Collected data:
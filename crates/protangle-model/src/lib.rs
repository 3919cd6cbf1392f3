//! protangle-model
//!
//! A structured transformer over protein backbones that predicts a mixture of
//! von Mises distributions for the (phi, psi, omega) torsions of each residue.
//!
//! ```shell
//! cargo run --example helix
//! cargo run --example helix --features metal
//! ```
use candle_core::utils::{cuda_is_available, metal_is_available};
use candle_core::{Device, Result};

pub use error::ModelError;
pub use transformer::config::{ConfigError, ProteinTransformerConfig};
pub use transformer::encoder::{
    EncoderConfig, StructuredTransformerEncoder, StructuredTransformerEncoderBlock,
};
pub use transformer::layers::{Activation, AngleProject, Mlp, NeighbourAttention};
pub use transformer::mixture::MixtureParameters;
pub use transformer::model::ProteinTransformer;
pub use transformer::structure::{
    EdgeEncoding, NeighbourGraph, OrientationFeatures, RelativeStructure,
};

pub mod error;
pub mod transformer;

pub fn device(cpu: bool) -> Result<Device> {
    if cpu {
        Ok(Device::Cpu)
    } else if cuda_is_available() {
        Ok(Device::new_cuda(0)?)
    } else if metal_is_available() {
        Ok(Device::new_metal(0)?)
    } else {
        #[cfg(all(target_os = "macos", target_arch = "aarch64"))]
        {
            log::info!("Running on CPU, to run on GPU(metal), build with `--features metal`");
        }
        #[cfg(not(all(target_os = "macos", target_arch = "aarch64")))]
        {
            log::info!("Running on CPU, to run on GPU, build with `--features cuda`");
        }
        Ok(Device::Cpu)
    }
}
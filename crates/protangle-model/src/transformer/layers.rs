use super::structure::RelativeStructure;
use candle_core::{Module, Result, Tensor, D};
use candle_nn::ops::softmax_last_dim;
use candle_nn::{linear, Linear, VarBuilder};
use protangle_geometry::ops::atan2;
use serde::{Deserialize, Serialize};
use strum::{Display, EnumString};

#[derive(
    Debug, Clone, Copy, Default, PartialEq, Eq, Serialize, Deserialize, Display, EnumString,
)]
#[serde(rename_all = "lowercase")]
#[strum(serialize_all = "lowercase")]
pub enum Activation {
    #[default]
    Relu,
    Gelu,
    Silu,
    Elu,
    Tanh,
}

impl Module for Activation {
    fn forward(&self, xs: &Tensor) -> Result<Tensor> {
        match self {
            Self::Relu => xs.relu(),
            Self::Gelu => xs.gelu(),
            Self::Silu => xs.silu(),
            Self::Elu => xs.elu(1.0),
            Self::Tanh => xs.tanh(),
        }
    }
}

/// `depth` linear layers with the activation between them.
#[derive(Debug, Clone)]
pub struct Mlp {
    layers: Vec<Linear>,
    activation: Activation,
}

impl Mlp {
    pub fn new(
        in_size: usize,
        out_size: usize,
        hidden_size: usize,
        depth: usize,
        activation: Activation,
        vb: VarBuilder,
    ) -> Result<Self> {
        let depth = depth.max(1);
        let vb = vb.pp("layers");
        let layers = (0..depth)
            .map(|layer| {
                let input = if layer == 0 { in_size } else { hidden_size };
                let output = if layer == depth - 1 { out_size } else { hidden_size };
                linear(input, output, vb.pp(layer))
            })
            .collect::<Result<Vec<_>>>()?;
        Ok(Self { layers, activation })
    }
}

impl Module for Mlp {
    fn forward(&self, xs: &Tensor) -> Result<Tensor> {
        let mut out = xs.clone();
        for (idx, layer) in self.layers.iter().enumerate() {
            if idx > 0 {
                out = self.activation.forward(&out)?;
            }
            out = layer.forward(&out)?;
        }
        Ok(out)
    }
}

/// Multi-head attention of each residue over its graph neighbours.
///
/// Queries come from the residue, keys and values from the neighbour's
/// features concatenated with the edge features. Masked neighbours get zero
/// weight; a residue without any neighbour receives a zero update.
#[derive(Debug, Clone)]
pub struct NeighbourAttention {
    query: Linear,
    key: Linear,
    value: Linear,
    output: Linear,
    heads: usize,
    head_size: usize,
}

impl NeighbourAttention {
    pub fn new(
        size: usize,
        edge_size: usize,
        attention_size: usize,
        heads: usize,
        vb: VarBuilder,
    ) -> Result<Self> {
        if heads == 0 || attention_size % heads != 0 {
            candle_core::bail!("attention_size {attention_size} is not divisible by heads {heads}")
        }
        Ok(Self {
            query: linear(size, attention_size, vb.pp("query"))?,
            key: linear(size + edge_size, attention_size, vb.pp("key"))?,
            value: linear(size + edge_size, attention_size, vb.pp("value"))?,
            output: linear(attention_size, size, vb.pp("output"))?,
            heads,
            head_size: attention_size / heads,
        })
    }

    pub fn forward(&self, features: &Tensor, structure: &RelativeStructure) -> Result<Tensor> {
        let graph = &structure.graph;
        let (n, k) = graph.indices.dims2()?;
        let (heads, head_size) = (self.heads, self.head_size);

        // [N, H, 1, D]
        let query = self
            .query
            .forward(features)?
            .reshape((n, heads, 1, head_size))?;

        let neighbours = Tensor::cat(&[&graph.gather(features)?, &structure.edges], D::Minus1)?;
        // [N, K, H*D] => [N, H, K, D]
        let split = |t: Tensor| -> Result<Tensor> {
            t.reshape((n, k, heads, head_size))?
                .transpose(1, 2)?
                .contiguous()
        };
        let key = split(self.key.forward(&neighbours)?)?;
        let value = split(self.value.forward(&neighbours)?)?;

        let scale = 1.0 / (head_size as f64).sqrt();
        // [N, H, K]
        let scores = (query.matmul(&key.transpose(2, 3)?.contiguous()?)? * scale)?.squeeze(2)?;
        let mask = graph
            .mask
            .to_dtype(scores.dtype())?
            .unsqueeze(1)?
            .broadcast_as(scores.dims())?
            .contiguous()?;
        let scores = mask
            .gt(0.0)?
            .where_cond(&scores, &(scores.zeros_like()? - 1e9)?)?;
        let weights = (softmax_last_dim(&scores)? * &mask)?;

        let attended = weights
            .unsqueeze(2)?
            .matmul(&value)?
            .reshape((n, heads * head_size))?;
        let any_neighbour = graph.mask.max_keepdim(D::Minus1)?.to_dtype(scores.dtype())?;
        self.output.forward(&attended)?.broadcast_mul(&any_neighbour)
    }
}

/// Linear projection onto `out` angles: predicts a (sin, cos) pair per angle
/// and returns `atan2(sin, cos)` in (-pi, pi].
#[derive(Debug, Clone)]
pub struct AngleProject {
    linear: Linear,
    out: usize,
}

impl AngleProject {
    pub fn new(in_size: usize, out: usize, vb: VarBuilder) -> Result<Self> {
        Ok(Self {
            linear: linear(in_size, 2 * out, vb.pp("linear"))?,
            out,
        })
    }
}

impl Module for AngleProject {
    fn forward(&self, xs: &Tensor) -> Result<Tensor> {
        let projected = self.linear.forward(xs)?;
        let sin = projected.narrow(D::Minus1, 0, self.out)?;
        let cos = projected.narrow(D::Minus1, self.out, self.out)?;
        atan2(&sin, &cos)
    }
}
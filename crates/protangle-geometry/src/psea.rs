//! P-SEA secondary structure assignment from C-alpha positions.
//!
//! Labels a residue from the window of five consecutive C-alpha atoms starting
//! at it, using the distances to residues i+2, i+3 and i+4, the virtual
//! bond angle at i+1 and the virtual torsion over i..i+3.
use crate::vector::{dihedral_from_points, norm, sub, vector_angle, Vec3};
use strum::{Display, EnumIter, EnumString};

#[derive(Debug, Clone, Copy, PartialEq, Eq, Hash, Display, EnumIter, EnumString)]
pub enum SecondaryStructure {
    #[strum(serialize = "H")]
    Helix,
    #[strum(serialize = "E")]
    Sheet,
    #[strum(serialize = "C")]
    Coil,
}

impl SecondaryStructure {
    pub fn one_hot(&self) -> [f32; 3] {
        match self {
            Self::Helix => [1.0, 0.0, 0.0],
            Self::Sheet => [0.0, 1.0, 0.0],
            Self::Coil => [0.0, 0.0, 1.0],
        }
    }
}

/// (target, tolerance) windows; angles in degrees, distances in angstrom.
struct Criteria {
    angle: (f32, f32),
    dihedral: (f32, f32),
    distances: [(f32, f32); 3],
}

const HELIX: Criteria = Criteria {
    angle: (89.0, 12.0),
    dihedral: (50.0, 20.0),
    distances: [(5.5, 0.5), (5.3, 0.5), (6.4, 0.6)],
};

const SHEET: Criteria = Criteria {
    angle: (124.0, 14.0),
    dihedral: (-170.0, 45.0),
    distances: [(6.7, 0.6), (9.9, 0.9), (12.4, 1.1)],
};

struct WindowGeometry {
    angle: f32,
    dihedral: f32,
    distances: [f32; 3],
}

impl WindowGeometry {
    fn new(window: &[Vec3; 5]) -> Self {
        let distances = [2, 3, 4].map(|j| norm(&sub(&window[j], &window[0])));
        let angle = vector_angle(&sub(&window[0], &window[1]), &sub(&window[2], &window[1]));
        let dihedral = dihedral_from_points(&window[0], &window[1], &window[2], &window[3]);
        Self {
            angle: angle.to_degrees(),
            dihedral: dihedral.to_degrees(),
            distances,
        }
    }

    fn fits(&self, criteria: &Criteria) -> bool {
        let within = |value: f32, (target, tolerance): (f32, f32)| {
            target - tolerance < value && value < target + tolerance
        };
        let dihedral_offset = (self.dihedral - criteria.dihedral.0 + 180.0).rem_euclid(360.0) - 180.0;

        within(self.angle, criteria.angle)
            && dihedral_offset.abs() < criteria.dihedral.1
            && self
                .distances
                .iter()
                .zip(criteria.distances.iter())
                .all(|(d, window)| within(*d, *window))
    }
}

/// Assign the residue at the start of a five residue C-alpha window.
pub fn assign(window: &[Vec3; 5]) -> SecondaryStructure {
    let geometry = WindowGeometry::new(window);
    if geometry.fits(&HELIX) {
        SecondaryStructure::Helix
    } else if geometry.fits(&SHEET) {
        SecondaryStructure::Sheet
    } else {
        SecondaryStructure::Coil
    }
}

/// One label per residue of a C-alpha trace. The last four residues have no
/// complete window and are coil.
pub fn assign_chain(positions: &[Vec3]) -> Vec<SecondaryStructure> {
    let mut labels: Vec<SecondaryStructure> = positions
        .windows(5)
        .map(|w| assign(&[w[0], w[1], w[2], w[3], w[4]]))
        .collect();
    labels.resize(positions.len(), SecondaryStructure::Coil);
    log::debug!("assigned secondary structure for {} residues", labels.len());
    labels
}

-- PROBLEM --
Every line from the one containing "pub fn assign_chain(positions: &[Vec3])" through the final line of the data above is to be restated word for word, and nothing more.

-- SOLUTION TO THE PROBLEM --
pub fn assign_chain(positions: &[Vec3]) -> Vec<SecondaryStructure> {
    let mut labels: Vec<SecondaryStructure> = positions
        .windows(5)
        .map(|w| assign(&[w[0], w[1], w[2], w[3], w[4]]))
        .collect();
    labels.resize(positions.len(), SecondaryStructure::Coil);
    log::debug!("assigned secondary structure for {} residues", labels.len());
    labels
}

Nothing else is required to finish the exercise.